[Collection entries]

============

use thiserror::Error;

/// Errors that can occur when reading a byte range from remote storage.
#[derive(Debug, Clone, Error)]
pub enum FetchError {
    /// Location could not be split into a container and a key
    #[error("Invalid location: {0}")]
    InvalidLocation(String),

    /// Requested range is empty or inverted
    #[error("Invalid range: start {start} is past stop {stop}")]
    InvalidRange { start: u64, stop: u64 },

    /// Object not found
    #[error("Object not found: {0}")]
    NotFound(String),

    /// Error from S3, the HTTP layer or the network
    #[error("Transport error: {0}")]
    Transport(String),

    /// Store returned fewer (or more) bytes than requested
    #[error("Short read from {location}: expected {expected} bytes, got {actual}")]
    ShortRead {
        location: String,
        expected: u64,
        actual: u64,
    },

    /// Per-client runtime could not be created
    #[error("Runtime error: {0}")]
    Runtime(String),

    /// Worker panicked while completing this request
    #[error(transparent)]
    Panicked(#[from] WorkerPanic),
}

/// Errors that can occur when parsing a TIFF header.
#[derive(Debug, Clone, PartialEq, Eq, Error)]
pub enum FormatError {
    /// Buffer is too small to contain the fixed preamble
    #[error("Buffer too small: need at least {required} bytes, got {actual}")]
    TooShort { required: usize, actual: usize },

    /// Invalid byte order marker (not II or MM)
    #[error("Invalid byte order marker: expected 0x4949 (II) or 0x4D4D (MM), got 0x{0:04X}")]
    InvalidByteOrder(u16),

    /// Invalid TIFF magic number
    #[error("Invalid TIFF magic number: expected 42, got {0}")]
    InvalidMagic(u16),

    /// Directory starts or ends past the end of the buffer
    #[error("Truncated directory at offset {offset}: need {required} bytes, buffer has {actual}")]
    TruncatedDirectory {
        offset: u64,
        required: u64,
        actual: usize,
    },
}

/// Errors that can occur when reading a single tile.
#[derive(Debug, Clone, Error)]
pub enum TileError {
    /// Range read failed
    #[error("Fetch error: {0}")]
    Fetch(#[from] FetchError),

    /// Header could not be parsed
    #[error("Format error: {0}")]
    Format(#[from] FormatError),

    /// Compression other than deflate
    #[error("Unsupported compression: {0} (only deflate 8 and 32946 are supported)")]
    UnsupportedCompression(u16),

    /// Predictor other than "none"
    #[error("Unsupported predictor: {0} (only predictor 1 is supported)")]
    UnsupportedPredictor(u16),

    /// Required tag is missing from the directory
    #[error("Missing required tag: {0}")]
    MissingTag(&'static str),

    /// Tag exists but its value lies past the probed header bytes
    #[error("Tag {tag} lies outside the first {probe_size} bytes; increase the probe size")]
    UnresolvedTag { tag: &'static str, probe_size: usize },

    /// Tile index past the end of the tile tables
    #[error("Tile index {index} out of range: image has {count} tiles")]
    TileIndexOutOfRange { index: u64, count: u64 },

    /// Inflate failed
    #[error("Decompression failed: {0}")]
    Decompress(String),

    /// TileLength * TileWidth * bytes per sample overflows
    #[error("Tile of {rows}x{cols} samples of {element_size} bytes is too large")]
    TileTooLarge {
        rows: usize,
        cols: usize,
        element_size: usize,
    },

    /// Inflated tile does not hold TileLength * TileWidth samples
    #[error("Decoded tile has {actual} bytes, expected {expected}")]
    DecodedSizeMismatch { expected: usize, actual: usize },

    /// Worker panicked while processing this tile
    #[error(transparent)]
    Panicked(#[from] WorkerPanic),
}

/// A worker panicked while running a bound function on one item.
#[derive(Debug, Clone, Error)]
#[error("Worker panicked while processing item {index}: {message}")]
pub struct WorkerPanic {
    pub index: usize,
    pub message: String,
}

/// Errors raised by the worker pool itself.
#[derive(Debug, Clone, Error)]
pub enum PoolError {
    /// A pool needs at least one worker
    #[error("Worker pool needs at least one worker")]
    NoWorkers,

    /// OS refused to start a worker thread
    #[error("Failed to spawn worker thread: {0}")]
    Spawn(String),

    /// Per-worker context construction failed
    #[error("Worker {worker} failed to initialize: {message}")]
    WorkerInit { worker: usize, message: String },

    /// Workers went away while a batch was running
    #[error("Worker pool disconnected")]
    Disconnected,

    /// A broadcast job panicked on one worker
    #[error("Worker {} panicked: {}", .0.index, .0.message)]
    WorkerPanicked(WorkerPanic),
}

/// Errors returned by the batch reader at the call boundary.
#[derive(Debug, Clone, Error)]
pub enum ReaderError {
    /// Worker pool failure
    #[error("Pool error: {0}")]
    Pool(#[from] PoolError),

    /// Creating a per-worker storage client failed
    #[error("Warmup failed on worker {worker}: {source}")]
    Warmup {
        worker: usize,
        #[source]
        source: FetchError,
    },

    /// Creating a pooled HTTP connection failed
    #[error("Failed to create connection {connection}: {source}")]
    Connect {
        connection: usize,
        #[source]
        source: FetchError,
    },

    /// A connection pool needs at least one connection
    #[error("Range fetcher needs at least one connection")]
    NoConnections,

    /// Destination array for a batch cannot be allocated
    #[error("Cannot allocate {count} tiles of {rows}x{cols} samples: {reason}")]
    BatchTooLarge {
        count: usize,
        rows: usize,
        cols: usize,
        reason: String,
    },

    /// Destination array does not match the batch or tile shape
    #[error("Size mismatch: expected shape {expected:?}, got {actual:?}")]
    SizeMismatch {
        expected: Vec<usize>,
        actual: Vec<usize>,
    },
}
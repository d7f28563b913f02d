//! Pipelined byte-range fetches over a pool of pre-connected HTTP clients.
//!
//! ```text
//!  caller thread                         workers
//!  ─────────────                         ───────
//!  checkout connection ─┐
//!  send ranged GET      ├─▶ [queue] ──▶ wait for headers (t1)
//!  (blocks when all     │               read body (t2), return connection
//!   connections busy) ──┘               check status + length ──▶ sink
//! ```
//!
//! Requests go on the wire as soon as a connection is free, so up to
//! `n_connections` are in flight while the workers drain responses.

use std::sync::Arc;
use std::time::{Duration, Instant};

use bytes::Bytes;
use serde::Serialize;
use tracing::{debug, info, warn};

use crate::error::{FetchError, ReaderError};
use crate::io::{ClientFactory, HttpClientFactory, HttpRangeClient, PendingResponse};
use crate::pool::{run_staged, ResourcePool, StreamPool};

/// One half-open byte range of one object.
#[derive(Debug, Clone, PartialEq, Eq, Serialize)]
pub struct RangeRequest {
    pub location: String,
    pub start: u64,
    pub stop: u64,
}

impl RangeRequest {
    pub fn new(location: impl Into<String>, start: u64, stop: u64) -> Self {
        Self {
            location: location.into(),
            start,
            stop,
        }
    }

    pub fn len(&self) -> u64 {
        self.stop.saturating_sub(self.start)
    }

    pub fn is_empty(&self) -> bool {
        self.len() == 0
    }
}

/// A completed range read with its timings.
#[derive(Debug, Clone, Serialize)]
pub struct FetchedRange {
    pub request: RangeRequest,
    #[serde(skip)]
    pub data: Bytes,
    /// When the request was issued
    #[serde(skip)]
    pub t0: Instant,
    /// Issue until response headers arrived
    #[serde(serialize_with = "as_secs")]
    pub t1: Duration,
    /// Issue until the body was read
    #[serde(serialize_with = "as_secs")]
    pub t2: Duration,
}

fn as_secs<S: serde::Serializer>(d: &Duration, s: S) -> Result<S::Ok, S::Error> {
    s.serialize_f64(d.as_secs_f64())
}

/// A request sent from the calling thread, waiting for a worker.
struct InFlight {
    request: RangeRequest,
    /// `None` for an empty range
    pending: Option<PendingResponse>,
    t0: Instant,
}

/// Fetches many byte ranges with bounded concurrency.
///
/// Holds `n_connections` HTTP clients and `n_workers` threads. At most
/// `n_connections` requests are in flight; each worker reads one response
/// at a time.
pub struct HttpRangeFetcher {
    pool: StreamPool<()>,
    connections: Arc<ResourcePool<HttpRangeClient>>,
}

impl HttpRangeFetcher {
    pub fn new(
        factory: &HttpClientFactory,
        n_connections: usize,
        n_workers: usize,
    ) -> Result<Self, ReaderError> {
        if n_connections == 0 {
            return Err(ReaderError::NoConnections);
        }

        let clients = (0..n_connections)
            .map(|connection| {
                factory
                    .connect()
                    .map_err(|source| ReaderError::Connect { connection, source })
            })
            .collect::<Result<Vec<_>, _>>()?;

        let pool = StreamPool::new(n_workers, |_| Ok::<_, std::convert::Infallible>(()))?;

        Ok(Self {
            pool,
            connections: Arc::new(ResourcePool::new(clients)),
        })
    }

    pub fn connections(&self) -> usize {
        self.connections.capacity()
    }

    pub fn workers(&self) -> usize {
        self.pool.size()
    }

    /// Open a connection on every pooled client ahead of the first fetch.
    ///
    /// Returns how many clients connected. Failures are logged, not fatal:
    /// a client that could not connect will try again on its first request.
    pub fn connect(&self) -> usize {
        // Hold every client so each one gets pinged exactly once
        let clients: Vec<_> = (0..self.connections.capacity())
            .map(|_| self.connections.checkout())
            .collect();

        let connected = clients
            .iter()
            .enumerate()
            .filter(|(i, client)| match client.ping() {
                Ok(()) => true,
                Err(e) => {
                    warn!(connection = i, error = %e, "connection warmup failed");
                    false
                }
            })
            .count();

        info!(connected, total = clients.len(), "http connections ready");
        connected
    }

    /// Fetch every `(index, request)` and hand each result to `sink`.
    ///
    /// `sink` runs on the calling thread in completion order and is called
    /// exactly once per request.
    pub fn fetch<I, S>(&self, requests: I, sink: S) -> Result<(), ReaderError>
    where
        I: IntoIterator<Item = (usize, RangeRequest)>,
        S: FnMut(usize, Result<FetchedRange, FetchError>),
    {
        run_staged(
            &self.pool,
            &self.connections,
            requests,
            |client: &mut HttpRangeClient, request: RangeRequest| {
                let t0 = Instant::now();
                let pending = client
                    .build_request(&request.location, request.start, request.stop)?
                    .map(|http| client.start(http));
                Ok(InFlight {
                    request,
                    pending,
                    t0,
                })
            },
            |_: &mut (), client: &mut HttpRangeClient, in_flight: InFlight| {
                let InFlight {
                    request,
                    pending,
                    t0,
                } = in_flight;
                let Some(pending) = pending else {
                    let elapsed = t0.elapsed();
                    return Ok(FetchedRange {
                        request,
                        data: Bytes::new(),
                        t0,
                        t1: elapsed,
                        t2: elapsed,
                    });
                };

                let response = client.wait(pending)?;
                let t1 = t0.elapsed();
                let data =
                    client.read_body(response, &request.location, request.start, request.stop)?;
                let t2 = t0.elapsed();

                debug!(
                    location = %request.location,
                    start = request.start,
                    stop = request.stop,
                    t1_ms = t1.as_millis() as u64,
                    t2_ms = t2.as_millis() as u64,
                    "range fetched"
                );

                Ok(FetchedRange {
                    request,
                    data,
                    t0,
                    t1,
                    t2,
                })
            },
            sink,
        )?;

        Ok(())
    }

    /// Fetch every request and collect the results in input order.
    pub fn fetch_all(
        &self,
        requests: Vec<RangeRequest>,
    ) -> Result<Vec<Result<FetchedRange, FetchError>>, ReaderError> {
        let mut results: Vec<Option<Result<FetchedRange, FetchError>>> =
            (0..requests.len()).map(|_| None).collect();

        self.fetch(requests.into_iter().enumerate(), |index, result| {
            results[index] = Some(result);
        })?;

        Ok(results
            .into_iter()
            .map(|slot| slot.unwrap_or(Err(FetchError::Transport("no result".to_string()))))
            .collect())
    }
}
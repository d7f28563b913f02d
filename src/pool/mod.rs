//! Worker pool and pipeline plumbing.
//!
//! # Components
//!
//! - [`StreamPool`]: fixed OS-thread pool; each worker owns a context built at
//!   startup and passed by `&mut` to every job it runs
//! - [`Bound`]: a per-item function bound to a pool, fed through a bounded
//!   work queue with results delivered on the calling thread
//! - [`ResourcePool`]: bounded set of reusable resources (connections)
//! - [`run_staged`]: issue on the calling thread, complete on the workers,
//!   with the resource pool capping how many requests are in flight
//!
//! ```text
//!   caller ──(index, item)──▶ [bounded queue] ──▶ worker 0 (ctx 0) ─┐
//!     ▲                                      └──▶ worker 1 (ctx 1) ─┤
//!     └──────────────(index, result)────────────────────────────────┘
//! ```

mod resources;
mod staged;
mod workers;

pub use resources::{Checkout, ResourcePool};
pub use staged::run_staged;
pub use workers::{Bound, StreamPool};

============

● What you have to do: Please output an exact copy of the lines above, from the opening line of the data down to the line that contains "too small: need".

● Task output:
use thiserror::Error;

/// Errors that can occur when reading a byte range from remote storage.
#[derive(Debug, Clone, Error)]
pub enum FetchError {
    /// Location could not be split into a container and a key
    #[error("Invalid location: {0}")]
    InvalidLocation(String),

    /// Requested range is empty or inverted
    #[error("Invalid range: start {start} is past stop {stop}")]
    InvalidRange { start: u64, stop: u64 },

    /// Object not found
    #[error("Object not found: {0}")]
    NotFound(String),

    /// Error from S3, the HTTP layer or the network
    #[error("Transport error: {0}")]
    Transport(String),

    /// Store returned fewer (or more) bytes than requested
    #[error("Short read from {location}: expected {expected} bytes, got {actual}")]
    ShortRead {
        location: String,
        expected: u64,
        actual: u64,
    },

    /// Per-client runtime could not be created
    #[error("Runtime error: {0}")]
    Runtime(String),

    /// Worker panicked while completing this request
    #[error(transparent)]
    Panicked(#[from] WorkerPanic),
}

/// Errors that can occur when parsing a TIFF header.
#[derive(Debug, Clone, PartialEq, Eq, Error)]
pub enum FormatError {
    /// Buffer is too small to contain the fixed preamble
    #[error("Buffer too small: need at least {required} bytes, got {actual}")]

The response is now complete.